Depois de um longo trajeto de avião, finalmente chegamos a Nova Délhi, capital da Índia. Logo na saída do aeroporto, fomos surpreendidos por uma greve dos motoristas de táxi, o que nos levou a seguir direto para a estação de metrô. Para nossa surpresa, o metrô era excelente — bem organizado, limpo e moderno, contrariando completamente nossas expectativas.

Após um trajeto rápido até a estação Nova Délhi, pegamos um tuk tuk e, ali, tivemos nossa primeira experiência com o trânsito caótico da cidade: motoristas, motociclistas, ciclistas, pedestres e até animais disputando cada centímetro das ruas e avenidas.

Desembarcamos em frente ao hotel que havíamos reservado com antecedência pela internet. Lá já nos aguardava uma das motos que usaríamos na viagem: uma Royal Enfield Classic, deixada por nosso amigo indiano Ankur, com quem mantivemos contato durante meses enquanto planejávamos a viagem. Ele também havia deixado na recepção diversos itens emprestados para a jornada: barraca, sacos de dormir, ferramentas e peças de reposição.

Levamos tudo para os quartos, saímos para comer algo rápido e, na volta ao hotel, encontramos finalmente com o Ankur pessoalmente. Em seguida, saímos com ele para buscar a outra moto, o que também marcou a primeira vez que pilotamos pelas ruas e avenidas de Délhi. Definimos ali que eu ficaria com a Royal Enfield Classic e o Rafael com a Royal Enfield Bullet.

Demos uma volta rápida pela cidade para conhecer algumas das atrações e, ao retornarmos ao hotel, o Ankur nos trouxe uma ótima notícia: ele nos acompanharia no primeiro dia da viagem, inclusive na saída da cidade, e nos deixaria alguns quilômetros depois. Diante do pouco que já havíamos visto do trânsito de Délhi, foi um alívio saber que teríamos ajuda para escapar daquele caos urbano.
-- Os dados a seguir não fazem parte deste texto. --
impl<P: Send> PriorityBuffer<P> {
    pub fn new(tree: Arc<PathTree>, cfg: SchedConfig) -> Self {
        let layout = QueueLayout::for_config(&cfg);
        let rank_dist = WeightedIndex::new(layout.weights.iter().copied())
            .expect("weight tables are fixed and non-empty");
        let queues = (0..layout.queue_count()).map(|_| VecDeque::new()).collect();
        PriorityBuffer {
            rank_dist,
            state: Mutex::new(BufferState {
                queues,
                rng: Pcg64Mcg::seed_from_u64(cfg.seed),
                pending_improvability: BTreeSet::new(),
                pending_novelty: BTreeSet::new(),
                pending_infeasibility: Vec::new(),
            }),
            tree,
            cfg,
            layout,
        }
    }

    pub fn tree(&self) -> &Arc<PathTree> {
        &self.tree
    }

    pub fn queue_count(&self) -> usize {
        self.layout.queue_count()
    }

    pub fn len(&self) -> usize {
        self.state.lock().unwrap().queues.iter().map(|q| q.len()).sum()
    }

    pub fn is_empty(&self) -> bool {
        self.len() == 0
    }

    /// Current queue occupancy, indexed by queue number.
    pub fn queue_sizes(&self) -> Vec<usize> {
        self.state
            .lock()
            .unwrap()
            .queues
            .iter()
            .map(|q| q.len())
            .collect()
    }

    fn queue_number_inner(
        &self,
        tree: &mut TreeInner,
        entry: &EntryPointId,
        path: &PathCondition,
    ) -> Option<usize> {
        let improvability = match &self.cfg.improvability {
            Some(_) => Some(tree.improvability(entry, path)?),
            None => None,
        };
        let novelty = match &self.cfg.novelty {
            Some(_) => Some(tree.novelty(entry, path)?),
            None => None,
        };
        let infeasibility = match &self.cfg.infeasibility {
            Some(_) => Some(tree.infeasibility(entry, path, self.tree.classifier())?),
            None => None,
        };

        let qn = match self.cfg.active_index_count() {
            0 => 0,
            1 => {
                // The sole active raw value is the queue number directly.
                usize::from(
                    improvability
                        .or(novelty)
                        .or(infeasibility)
                        .expect("exactly one index is active"),
                )
            }
            _ => {
                // Count the active threshold predicates that hold.
                usize::from(improvability.is_some_and(|v| v > 0))
                    + usize::from(novelty.is_some_and(|v| v < 2))
                    + usize::from(infeasibility.is_some_and(|v| v > 1))
            }
        };
        debug_assert!(qn < self.layout.queue_count());
        Some(qn)
    }

    /// The queue class `(entry, path)` would currently be filed under, or
    /// `None` while the path's active indices cannot be computed yet.
    pub fn calculate_queue_number(
        &self,
        entry: &EntryPointId,
        path: &PathCondition,
    ) -> Option<usize> {
        let mut tree = self.tree.lock();
        self.queue_number_inner(&mut tree, entry, path)
    }

    /// Scores `item` against the path tree and appends it to its queue
    /// (FIFO within a queue).
    pub fn add(&self, item: WorkItem<P>) -> Result<(), AddError> {
        let mut tree = self.tree.lock();
        let qn = self
            .queue_number_inner(&mut tree, &item.entry_point, &item.path)
            .ok_or(AddError::NotIndexed)?;
        let mut st = self.state.lock().unwrap();
        drop(tree);
        log::debug!(
            "add: {} [{} clause(s)] -> queue {}",
            item.entry_point,
            item.path.len(),
            qn
        );
        st.queues[qn].push_back(item);
        Ok(())
    }

    /// Weighted-random dequeue.
    ///
    /// Draws a starting rank from the probability table, scans from there
    /// toward the worst queue for the first non-empty one, then falls back
    /// toward the best. When every queue is empty, sleeps at most
    /// `min(timeout, poll_sleep)` and returns `None`; the caller re-polls
    /// (or exits on shutdown) rather than blocking indefinitely.
    pub fn poll(&self, timeout: Duration) -> Option<WorkItem<P>> {
        {
            let mut st = self.state.lock().unwrap();
            let start = self.rank_dist.sample(&mut st.rng);
            for rank in start..self.layout.queue_count() {
                let qn = self.layout.ranking[rank];
                if let Some(item) = st.queues[qn].pop_front() {
                    return Some(item);
                }
            }
            for rank in (0..start).rev() {
                let qn = self.layout.ranking[rank];
                if let Some(item) = st.queues[qn].pop_front() {
                    return Some(item);
                }
            }
        }
        std::thread::sleep(timeout.min(self.cfg.poll_sleep));
        None
    }

    /// Buffers newly covered branches for the next improvability
    /// reclassification pass. No-op when the index is disabled.
    pub fn learn_coverage_for_index_improvability(
        &self,
        branches: impl IntoIterator<Item = BranchId>,
    ) {
        if self.cfg.improvability.is_none() {
            return;
        }
        self.state
            .lock()
            .unwrap()
            .pending_improvability
            .extend(branches);
    }

    /// Buffers hit branches for the next novelty reclassification pass.
    /// No-op when the index is disabled.
    pub fn learn_coverage_for_index_novelty(&self, branches: impl IntoIterator<Item = BranchId>) {
        if self.cfg.novelty.is_none() {
            return;
        }
        self.state.lock().unwrap().pending_novelty.extend(branches);
    }

    /// Buffers a solve outcome for the next infeasibility pass. A solved
    /// outcome is monotonic over prefixes: if a longer path is solvable, so
    /// is every strict prefix that led to it, and each contributes its own
    /// training sample at update time. Outcomes for entry points outside
    /// the configured filter are ignored.
    pub fn learn_path_condition_for_index_infeasibility(
        &self,
        entry: &EntryPointId,
        path: &PathCondition,
        solved: bool,
    ) {
        let Some(inf) = &self.cfg.infeasibility else {
            return;
        };
        if !inf.admits(entry) {
            return;
        }
        self.state
            .lock()
            .unwrap()
            .pending_infeasibility
            .push((entry.clone(), path.clone(), solved));
    }

    /// Re-scores every resident item whose neighbor frontier intersects the
    /// branches covered since the last pass, moving items whose queue class
    /// changed.
    pub fn update_index_improvability_and_reclassify(&self) {
        if self.cfg.improvability.is_none() {
            return;
        }
        let mut tree = self.tree.lock();
        let mut st = self.state.lock().unwrap();
        let touched = std::mem::take(&mut st.pending_improvability);
        if touched.is_empty() {
            return;
        }
        for q in &st.queues {
            for item in q {
                if tree.frontier_intersects(&item.entry_point, &item.path, &touched) {
                    tree.refresh_improvability(&item.entry_point, &item.path);
                }
            }
        }
        self.rebuild_queues(&mut tree, &mut st);
    }

    /// As the improvability pass, for items whose covered-branch set
    /// intersects the branches hit since the last pass.
    pub fn update_index_novelty_and_reclassify(&self) {
        if self.cfg.novelty.is_none() {
            return;
        }
        let mut tree = self.tree.lock();
        let mut st = self.state.lock().unwrap();
        let touched = std::mem::take(&mut st.pending_novelty);
        if touched.is_empty() {
            return;
        }
        for q in &st.queues {
            for item in q {
                if tree.covered_intersects(&item.entry_point, &item.path, &touched) {
                    tree.refresh_novelty(&item.entry_point, &item.path);
                }
            }
        }
        self.rebuild_queues(&mut tree, &mut st);
    }

    /// Converts buffered solve outcomes into training samples and, once the
    /// training set is large enough, re-scores every resident item.
    pub fn update_index_infeasibility_and_reclassify(&self) {
        let Some(inf) = self.cfg.infeasibility.clone() else {
            return;
        };
        let mut tree = self.tree.lock();
        let mut st = self.state.lock().unwrap();
        let outcomes = std::mem::take(&mut st.pending_infeasibility);

        let mut samples = Vec::new();
        for (entry, path, solved) in &outcomes {
            if *solved {
                let mut prefixes: Vec<PathCondition> = path.strict_prefixes().collect();
                prefixes.push(path.clone());
                for p in prefixes {
                    // Interior trie nodes never inserted uncovered carry no
                    // cached signature; the encoding is a pure function of
                    // the path condition, so compute it directly.
                    let sig = tree
                        .signature_of(entry, &p)
                        .unwrap_or_else(|| signature::encode(&p));
                    samples.push(TrainingSample::new(sig, true));
                }
            } else {
                let sig = tree
                    .signature_of(entry, path)
                    .unwrap_or_else(|| signature::encode(path));
                samples.push(TrainingSample::new(sig, false));
            }
        }
        if !samples.is_empty() {
            self.tree.classifier().train(samples);
        }

        if self.tree.classifier().len() >= inf.min_training_set {
            for q in &st.queues {
                for item in q {
                    tree.refresh_infeasibility(
                        &item.entry_point,
                        &item.path,
                        self.tree.classifier(),
                    );
                }
            }
            self.rebuild_queues(&mut tree, &mut st);
        }
    }

    /// Rotates every queue once, re-deriving each item's queue number from
    /// the (just refreshed) caches and appending it to its target queue.
    /// Items that stay put keep their FIFO order; moved items join the tail
    /// of their new queue. A resident item whose path is no longer
    /// computable indicates a producer/consumer protocol violation.
    fn rebuild_queues(&self, tree: &mut TreeInner, st: &mut BufferState<P>) {
        for qn in 0..st.queues.len() {
            for _ in 0..st.queues[qn].len() {
                let item = st.queues[qn].pop_front().unwrap();
                let target = self
                    .queue_number_inner(tree, &item.entry_point, &item.path)
                    .unwrap_or_else(|| {
                        panic!(
                            "resident work item for {} is not indexed in the path tree",
                            item.entry_point
                        )
                    });
                if target != qn {
                    log::debug!(
                        "reclassify: {} [{} clause(s)] queue {} -> {}",
                        item.entry_point,
                        item.path.len(),
                        qn,
                        target
                    );
                }
                st.queues[target].push_back(item);
            }
        }
    }
}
Combinamos de nos encontrar às 5 horas da manhã do dia seguinte.

Mais tarde, eu e Rafael ainda saímos para comer alguma coisa em um bar ali na rua do hotel. No lugar havia uma banda excelente tocando músicas indianas ao vivo. Ficamos por ali um tempo, curtindo o som, e depois voltamos para o hotel — era hora de descansar para o primeiro dia oficial da nossa aventura pelo Himalaia.